Grasslands and prairies follow a similar logic. Historically, periodic fires swept through North American grasslands, preventing any single grass species from forming a permanent monoculture. Without fire, woody shrubs and a few dominant grasses eventually take over. With too-frequent fire, only the most fire-resistant species persist.
How Land Managers Apply the Concept
Even though the hypothesis is debated in academic circles, the general principle that moderate disturbance can promote biodiversity has shaped real conservation practices. Prescribed burns are one of the clearest applications.
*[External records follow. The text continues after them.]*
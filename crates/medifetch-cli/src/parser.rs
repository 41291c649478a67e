//! Root CLI parser.

use clap::Parser;

use crate::commands::Commands;

/// Command-line interface definition for the media download engine.
#[derive(Parser)]
#[command(name = "medifetch")]
#[command(about = "Run the medifetch download engine")]
#[command(version)]
pub struct Cli {
    /// Override the `SQLite` database path for this invocation.
    #[arg(long = "database-path", global = true)]
    pub database_path: Option<String>,

    #[command(subcommand)]
    pub command: Option<Commands>,
}

#[cfg(test)]
mod tests {
    use super::*;
    use clap::CommandFactory;

    #[test]
    fn parser_builds() {
        Cli::command().debug_assert();
    }

    #[test]
    fn defaults_to_no_subcommand() {
        let cli = Cli::parse_from(["medifetch"]);
        assert!(cli.command.is_none());
    }

    #[test]
    fn sandbox_collects_trailing_args() {
        let cli = Cli::parse_from(["medifetch", "sandbox", "--", "--dump-json", "url"]);
        match cli.command {
            Some(Commands::Sandbox { args }) => {
                assert_eq!(args, vec!["--dump-json".to_string(), "url".to_string()]);
            }
            _ => panic!("expected Sandbox command"),
        }
    }
}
The U.S. Forest Service uses controlled fires to restore health to fire-dependent ecosystems, removing unwanted species that threaten natives, improving habitat for threatened and endangered species, and promoting the growth of wildflowers and other plants that need periodic fire to thrive.
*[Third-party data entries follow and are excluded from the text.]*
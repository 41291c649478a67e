//! Environment-variable loading into the typed [`medifetch_core::AppConfig`].
//!
//! This module only parses; [`crate::bootstrap`] is the one place that
//! actually reads `std::env`.

use std::path::PathBuf;
use std::time::Duration;

use medifetch_core::AppConfig;

/// Paths and network settings that sit alongside [`AppConfig`] but are
/// not part of the domain's tunables (the engine doesn't know about
/// HTTP ports or database files).
#[derive(Clone, Debug, PartialEq)]
pub struct RuntimeConfig {
    pub database_path: PathBuf,
    pub host: String,
    pub port: u16,
    pub extractor_bin: String,
    pub app: AppConfig,
}

impl Default for RuntimeConfig {
    fn default() -> Self {
        Self {
            database_path: PathBuf::from("./data/medifetch.db"),
            host: "127.0.0.1".to_string(),
            port: 8080,
            extractor_bin: "yt-dlp".to_string(),
            app: AppConfig::default(),
        }
    }
}

fn env_string(key: &str, default: &str) -> String {
    std::env::var(key).unwrap_or_else(|_| default.to_string())
}

fn env_parsed<T: std::str::FromStr>(key: &str, default: T) -> T {
    std::env::var(key).ok().and_then(|v| v.parse().ok()).unwrap_or(default)
}

/// Read every tunable from the environment, falling back to
/// [`RuntimeConfig::default`] for anything unset or unparsable.
#[must_use]
pub fn load() -> RuntimeConfig {
    let defaults = RuntimeConfig::default();
    let app_defaults = AppConfig::default();

    RuntimeConfig {
        database_path: PathBuf::from(env_string(
            "MEDIFETCH_DATABASE_PATH",
            &defaults.database_path.to_string_lossy(),
        )),
        host: env_string("MEDIFETCH_HOST", &defaults.host),
        port: env_parsed("MEDIFETCH_PORT", defaults.port),
        extractor_bin: env_string("MEDIFETCH_EXTRACTOR_BIN", &defaults.extractor_bin),
        app: AppConfig {
            download_temp_dir: env_string("MEDIFETCH_DOWNLOAD_TEMP_DIR", &app_defaults.download_temp_dir),
            download_dest_dir: env_string("MEDIFETCH_DOWNLOAD_DEST_DIR", &app_defaults.download_dest_dir),
            min_storage_gb: env_parsed("MEDIFETCH_MIN_STORAGE_GB", app_defaults.min_storage_gb),
            max_pending_downloads: env_parsed(
                "MEDIFETCH_MAX_PENDING_DOWNLOADS",
                app_defaults.max_pending_downloads,
            ),
            cleanup_retention_days: env_parsed(
                "MEDIFETCH_CLEANUP_RETENTION_DAYS",
                app_defaults.cleanup_retention_days,
            ),
            log_retention_days: env_parsed("MEDIFETCH_LOG_RETENTION_DAYS", app_defaults.log_retention_days),
            download_timeout_minutes: env_parsed(
                "MEDIFETCH_DOWNLOAD_TIMEOUT_MINUTES",
                app_defaults.download_timeout_minutes,
            ),
            poll_interval: Duration::from_millis(env_parsed(
                "MEDIFETCH_POLL_INTERVAL_MS",
                app_defaults.poll_interval.as_millis() as u64,
            )),
            stalled_check_interval: Duration::from_millis(env_parsed(
                "MEDIFETCH_STALLED_CHECK_INTERVAL_MS",
                app_defaults.stalled_check_interval.as_millis() as u64,
            )),
            cleanup_interval: Duration::from_secs(env_parsed(
                "MEDIFETCH_CLEANUP_INTERVAL_SECS",
                app_defaults.cleanup_interval.as_secs(),
            )),
            progress_log_threshold: env_parsed(
                "MEDIFETCH_PROGRESS_LOG_THRESHOLD",
                app_defaults.progress_log_threshold,
            ),
        },
    }
}
//! `sandbox` command: runs the Extractor binary directly with the given
//! arguments and echoes its output. Bypasses the queue entirely -- a
//! debugging aid, not part of the download engine.

use anyhow::Result;
use tokio::process::Command;

pub async fn execute(extractor_bin: &str, args: &[String]) -> Result<()> {
    let output = Command::new(extractor_bin).args(args).output().await?;

    print!("{}", String::from_utf8_lossy(&output.stdout));
    eprint!("{}", String::from_utf8_lossy(&output.stderr));

    if !output.status.success() {
        anyhow::bail!("extractor exited with code {:?}", output.status.code());
    }
    Ok(())
}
Forest managers sometimes use selective logging or thinning to mimic the effects of natural disturbances, creating canopy gaps that encourage a diverse understory. Wetland managers may allow periodic flooding rather than maintaining constant water levels. The shared logic is the same: preventing the system from becoming too stable and uniform, without pushing it into constant upheaval.
Why Many Ecologists Now Question It
Despite its elegance, the intermediate disturbance hypothesis has faced serious criticism over the past two decades. The most pointed challenge came from ecologist Jeremy Fox, who argued in a widely cited 2013 paper that the hypothesis “has been refuted on both empirical and theoretical grounds, and so should be abandoned.”
The empirical problem is straightforward: the predicted hump-shaped curve rarely shows up in field data. A review of over 100 published studies examining the relationship between disturbance and diversity found that fewer than 20% actually produced the expected peak at intermediate disturbance levels. Many showed no clear pattern, or showed diversity increasing or decreasing in a straight line with disturbance.
The theoretical problems cut deeper. Fox argued that the three major mechanisms ecologists have proposed to explain why diversity should peak at intermediate disturbance are logically flawed. The assumptions behind those mechanisms don’t actually guarantee the predictions they’re supposed to produce. In other words, even if you accept the starting conditions the hypothesis describes, the math doesn’t reliably lead to a hump-shaped curve. Disturbances clearly do affect diversity, Fox acknowledged, but for more complex reasons than the hypothesis captures.
Other researchers have noted that the hypothesis treats “disturbance” as a single variable when it’s really many things at once: frequency, intensity, spatial extent, and type of disturbance all interact in ways a simple curve can’t represent. A study published in Proceedings of the National Academy of Sciences found that frequency and intensity shape diversity in different ways, and collapsing them into one axis obscures important patterns.
Where the Idea Stands Today
Most ecologists now treat the intermediate disturbance hypothesis as a useful teaching tool rather than a reliable predictive model. It captures something real about how ecosystems work: that both too much stability and too much chaos can reduce diversity, and that some level of disruption often helps maintain a mix of species. As a mental framework for thinking about disturbance and diversity, it remains valuable.
But as a testable scientific hypothesis with specific, falsifiable predictions, it has largely fallen short. The ecological world has moved toward more nuanced models that account for the type of disturbance, the specific traits of species in a community, the spatial scale of the system, and the evolutionary history of the organisms involved. The simple hump-shaped curve is better understood as one possible outcome among many, not the default expectation for how nature responds to disruption.